To get a grip of things, let us consider three pairs of input states - horizontal/vertical (H/V), diagonal/anti-diagonal (45/-45 degrees, D/A), and circular left/right-handed (L/R) polarization. With H/V polarization on the HV detector, H is always detected by H detector and V by V detector, on the DA detector each gets split in half on both detectors. With D/A polarization, it is the other way round - D always ends on D detector but gets split on H/V detector. L/R light gets always split on both H/V and D/A discriminators.

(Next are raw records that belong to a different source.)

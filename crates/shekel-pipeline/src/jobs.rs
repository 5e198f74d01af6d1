//! The countries job, the rates job and the initial load.

use std::{fmt, sync::Arc, time::Duration};

use chrono::{DateTime, NaiveDate, Utc};
use serde::{Deserialize, Serialize};
use shekel_core::{
  ILS, USD,
  country::SkippedRecord,
  rate::{FailedLookup, LookupFailure},
  source::{CountrySource, RateSource},
  store::{CatalogStore, RowFailure},
  transform::CountryTransformer,
};
use tokio::{sync::watch, time::Instant};
use tracing::{info, warn};

use crate::{
  Error, RateBatch, RateResolver, Result, RetryPolicy,
  health::{HealthCheck, HealthReport},
};

// ─── Summaries ───────────────────────────────────────────────────────────────

#[derive(Debug, Clone, Copy, PartialEq, Eq, Hash, Serialize, Deserialize)]
#[serde(rename_all = "snake_case")]
pub enum JobKind {
  Countries,
  Rates,
}

impl fmt::Display for JobKind {
  fn fmt(&self, f: &mut fmt::Formatter<'_>) -> fmt::Result {
    f.write_str(match self {
      Self::Countries => "countries",
      Self::Rates => "rates",
    })
  }
}

/// What one job run did.
///
/// `fetched` counts raw country records for the countries job and distinct
/// currency codes for the rates job.
#[derive(Debug, Clone, Serialize)]
pub struct JobSummary {
  pub job:            JobKind,
  pub started_at:     DateTime<Utc>,
  pub finished_at:    DateTime<Utc>,
  /// Date stamped on every rate written by a rates job.
  #[serde(skip_serializing_if = "Option::is_none")]
  pub rate_date:      Option<NaiveDate>,
  pub fetched:        usize,
  pub inserted:       usize,
  pub updated:        usize,
  pub skipped:        Vec<SkippedRecord>,
  pub warnings:       Vec<String>,
  pub failed_rows:    Vec<RowFailure>,
  pub failed_lookups: Vec<FailedLookup>,
}

impl JobSummary {
  fn started(job: JobKind) -> Self {
    Self {
      job,
      started_at: Utc::now(),
      finished_at: Utc::now(),
      rate_date: None,
      fetched: 0,
      inserted: 0,
      updated: 0,
      skipped: Vec::new(),
      warnings: Vec::new(),
      failed_rows: Vec::new(),
      failed_lookups: Vec::new(),
    }
  }

  /// Rows that failed to write plus currencies that failed to resolve.
  pub fn failed(&self) -> usize { self.failed_rows.len() + self.failed_lookups.len() }

  fn finish(mut self) -> Self {
    self.finished_at = Utc::now();
    info!(
      job = %self.job,
      fetched = self.fetched,
      inserted = self.inserted,
      updated = self.updated,
      skipped = self.skipped.len(),
      failed = self.failed(),
      "job finished"
    );
    self
  }
}

#[derive(Debug, Clone, Serialize)]
pub struct InitialLoadSummary {
  pub countries: JobSummary,
  pub rates:     JobSummary,
}

// ─── Pipeline ────────────────────────────────────────────────────────────────

#[derive(Debug, Clone, Copy)]
pub struct PipelineOptions {
  pub retry:            RetryPolicy,
  /// Maximum in-flight rate lookups.
  pub rate_concurrency: usize,
}

impl Default for PipelineOptions {
  fn default() -> Self { Self { retry: RetryPolicy::default(), rate_concurrency: 4 } }
}

/// The two ETL jobs over one store.
///
/// Both jobs observe `shutdown`: a set signal interrupts retry backoff and
/// stops new rate lookups from starting.
pub struct Pipeline<S, C, R> {
  store:       Arc<S>,
  countries:   Arc<C>,
  rate_source: Arc<R>,
  rates:       RateResolver<R>,
  retry:       RetryPolicy,
  shutdown:    watch::Receiver<bool>,
}

impl<S, C, R> Pipeline<S, C, R>
where
  S: CatalogStore + 'static,
  C: CountrySource + 'static,
  R: RateSource + 'static,
{
  pub fn new(
    store: Arc<S>,
    countries: Arc<C>,
    rates: Arc<R>,
    options: PipelineOptions,
    shutdown: watch::Receiver<bool>,
  ) -> Self {
    Self {
      store,
      countries,
      rate_source: Arc::clone(&rates),
      rates: RateResolver::new(rates, options.retry, options.rate_concurrency),
      retry: options.retry,
      shutdown,
    }
  }

  /// Fetch the full country catalog, normalize it and upsert it.
  ///
  /// Fails only when the source cannot be reached after retries or the store
  /// is unavailable. Rejected records and rows that fail to write are
  /// reported in the summary.
  pub async fn run_countries_job(&self) -> Result<JobSummary> {
    let mut summary = JobSummary::started(JobKind::Countries);
    info!(job = "countries", source = self.countries.name(), "job started");

    let raw = self
      .retry
      .run("fetch countries", &self.shutdown, || {
        let source = Arc::clone(&self.countries);
        async move { source.fetch_all_countries().await }
      })
      .await?;
    summary.fetched = raw.len();

    let batch = CountryTransformer::new(Utc::now()).transform(raw);
    for skipped in &batch.skipped {
      warn!(job = "countries", index = skipped.index, reason = ?skipped.reason, "record skipped");
    }
    for warning in &batch.warnings {
      warn!(job = "countries", "{warning}");
    }

    let upsert = self
      .store
      .upsert_countries(batch.countries)
      .await
      .map_err(Error::persistence)?;
    for failure in &upsert.failed {
      warn!(job = "countries", key = %failure.key, reason = %failure.reason, "row not written");
    }

    summary.inserted = upsert.inserted;
    summary.updated = upsert.updated;
    summary.failed_rows = upsert.failed;
    summary.skipped = batch.skipped;
    summary.warnings = batch.warnings;
    Ok(summary.finish())
  }

  /// Resolve a rate for every currency used by a stored country and upsert
  /// the results under today's date.
  ///
  /// Currencies that fail to resolve are reported, never fatal, unless every
  /// upstream lookup failed on transport: that is an unreachable rate source
  /// and fails the job before anything is written. With no countries stored
  /// the job does nothing.
  pub async fn run_rates_job(&self) -> Result<JobSummary> {
    let mut summary = JobSummary::started(JobKind::Rates);
    let as_of = summary.started_at.date_naive();
    summary.rate_date = Some(as_of);
    info!(job = "rates", %as_of, "job started");

    let codes = self
      .store
      .list_distinct_currency_codes()
      .await
      .map_err(Error::persistence)?;
    summary.fetched = codes.len();
    if codes.is_empty() {
      info!(job = "rates", "no currencies stored; nothing to resolve");
      return Ok(summary.finish());
    }

    let usage = self.store.currency_usage().await.map_err(Error::persistence)?;
    let mut batch = self.rates.resolve_rates(&codes, as_of, &self.shutdown).await;
    if let Some(e) = outage(&batch) {
      warn!(job = "rates", failed = batch.failed.len(), error = %e, "rate source unreachable");
      return Err(e);
    }
    for rate in &mut batch.rates {
      if let Some(names) = usage.get(&rate.currency_code) {
        rate.country_names = names.clone();
      }
    }

    let upsert = self
      .store
      .upsert_rates(batch.rates)
      .await
      .map_err(Error::persistence)?;
    for failure in &upsert.failed {
      warn!(job = "rates", key = %failure.key, reason = %failure.reason, "row not written");
    }

    summary.inserted = upsert.inserted;
    summary.updated = upsert.updated;
    summary.failed_rows = upsert.failed;
    summary.failed_lookups = batch.failed;
    Ok(summary.finish())
  }

  /// Countries job to completion, then the rates job. A failed countries job
  /// aborts the load before any rate is fetched.
  pub async fn run_initial_load(&self) -> Result<InitialLoadSummary> {
    info!("initial load started");
    let countries = self.run_countries_job().await?;
    let rates = self.run_rates_job().await?;
    Ok(InitialLoadSummary { countries, rates })
  }

  /// Check the store and both sources once each, without retries. Upstream
  /// calls are bounded by the per-call timeout.
  ///
  /// The store and the two sources are critical. An empty catalog only
  /// degrades the report.
  pub async fn check_health(&self) -> HealthReport {
    let per_call = self.retry.call_timeout;
    let mut checks = Vec::with_capacity(4);

    let started = Instant::now();
    let stored = self.store.count_countries().await;
    checks.push(match &stored {
      Ok(_) => HealthCheck::passed("store", true, started.elapsed()),
      Err(e) => HealthCheck::failed("store", true, started.elapsed(), e.to_string()),
    });

    let started = Instant::now();
    let fetched = tokio::time::timeout(per_call, self.countries.fetch_all_countries()).await;
    checks.push(match fetched {
      Ok(Ok(_)) => HealthCheck::passed("country_source", true, started.elapsed()),
      Ok(Err(e)) => HealthCheck::failed("country_source", true, started.elapsed(), e.to_string()),
      Err(_) => {
        HealthCheck::failed("country_source", true, started.elapsed(), format!("timed out after {per_call:?}"))
      }
    });

    let started = Instant::now();
    let quoted = tokio::time::timeout(per_call, self.rate_source.fetch_rate(USD, ILS)).await;
    checks.push(match quoted {
      Ok(Ok(Some(_))) => HealthCheck::passed("rate_source", true, started.elapsed()),
      Ok(Ok(None)) => {
        HealthCheck::failed("rate_source", true, started.elapsed(), format!("no {USD}/{ILS} rate"))
      }
      Ok(Err(e)) => HealthCheck::failed("rate_source", true, started.elapsed(), e.to_string()),
      Err(_) => {
        HealthCheck::failed("rate_source", true, started.elapsed(), format!("timed out after {per_call:?}"))
      }
    });

    checks.push(match stored {
      Ok(n) if n > 0 => HealthCheck::passed("countries_loaded", false, Duration::ZERO),
      Ok(_) => HealthCheck::failed("countries_loaded", false, Duration::ZERO, "no countries stored"),
      Err(_) => HealthCheck::failed("countries_loaded", false, Duration::ZERO, "store unavailable"),
    });

    let report = HealthReport::from_checks(checks);
    for check in report.checks.iter().filter(|c| !c.healthy) {
      warn!(check = check.name, critical = check.critical, error = ?check.error, "health check failed");
    }
    info!(overall = %report.overall, "health checked");
    report
  }
}

/// The job-level error for a batch in which no upstream lookup succeeded and
/// every failure was a transport failure. `None` when at least one code
/// resolved upstream or any failure was specific to its code.
fn outage(batch: &RateBatch) -> Option<Error> {
  if batch.failed.is_empty() || batch.rates.iter().any(|rate| rate.currency_code != ILS) {
    return None;
  }
  let mut last = None;
  for lookup in &batch.failed {
    match &lookup.failure {
      LookupFailure::Transport { attempts, message } => last = Some((lookup.code, *attempts, message)),
      _ => return None,
    }
  }
  last.map(|(code, attempts, message)| Error::Transport {
    attempts,
    message: format!("{code}: {message}"),
  })
}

More rigorously, assuming a definite polarization state of the pulse, this can be written in a superposition of H and V polarization as $|\psi\rangle=c_H|H\rangle+c_V|V\rangle$. Simultaneously, this can be written in the D/A basis as $|\psi\rangle=c_D|D\rangle+c_A|A\rangle$. Because these two bases are connected by $|D\rangle=(|H\rangle+|V\rangle)/\sqrt{2}$, $|A\rangle=(|H\rangle-|V\rangle)/\sqrt{2}$, there is a connection between coefficients in the two bases $$ c_D+c_A = \sqrt{2}c_H $$ $$ c_D-c_A = \sqrt{2}c_V. $$

By measuring the polarization, we obtain information about the modulus squared of these coefficients, $|c_i|^2$, where $i = H,V,D,A$. If we now express $c_{D,A}$ in terms of $c_{H,V}$, we get four equations for the coefficients $c_{H,V}$ together with $c_{H,V}^\ast$. This means that we can obtain full information about $c_{H,V}$ from the measurement.

Although this scheme can work in this way, the usual approach is (as far as I know) to use only one PBS and one pair of detectors and change the basis in which they operate. This is advantageous because you get more light on each detector so the SNR is better.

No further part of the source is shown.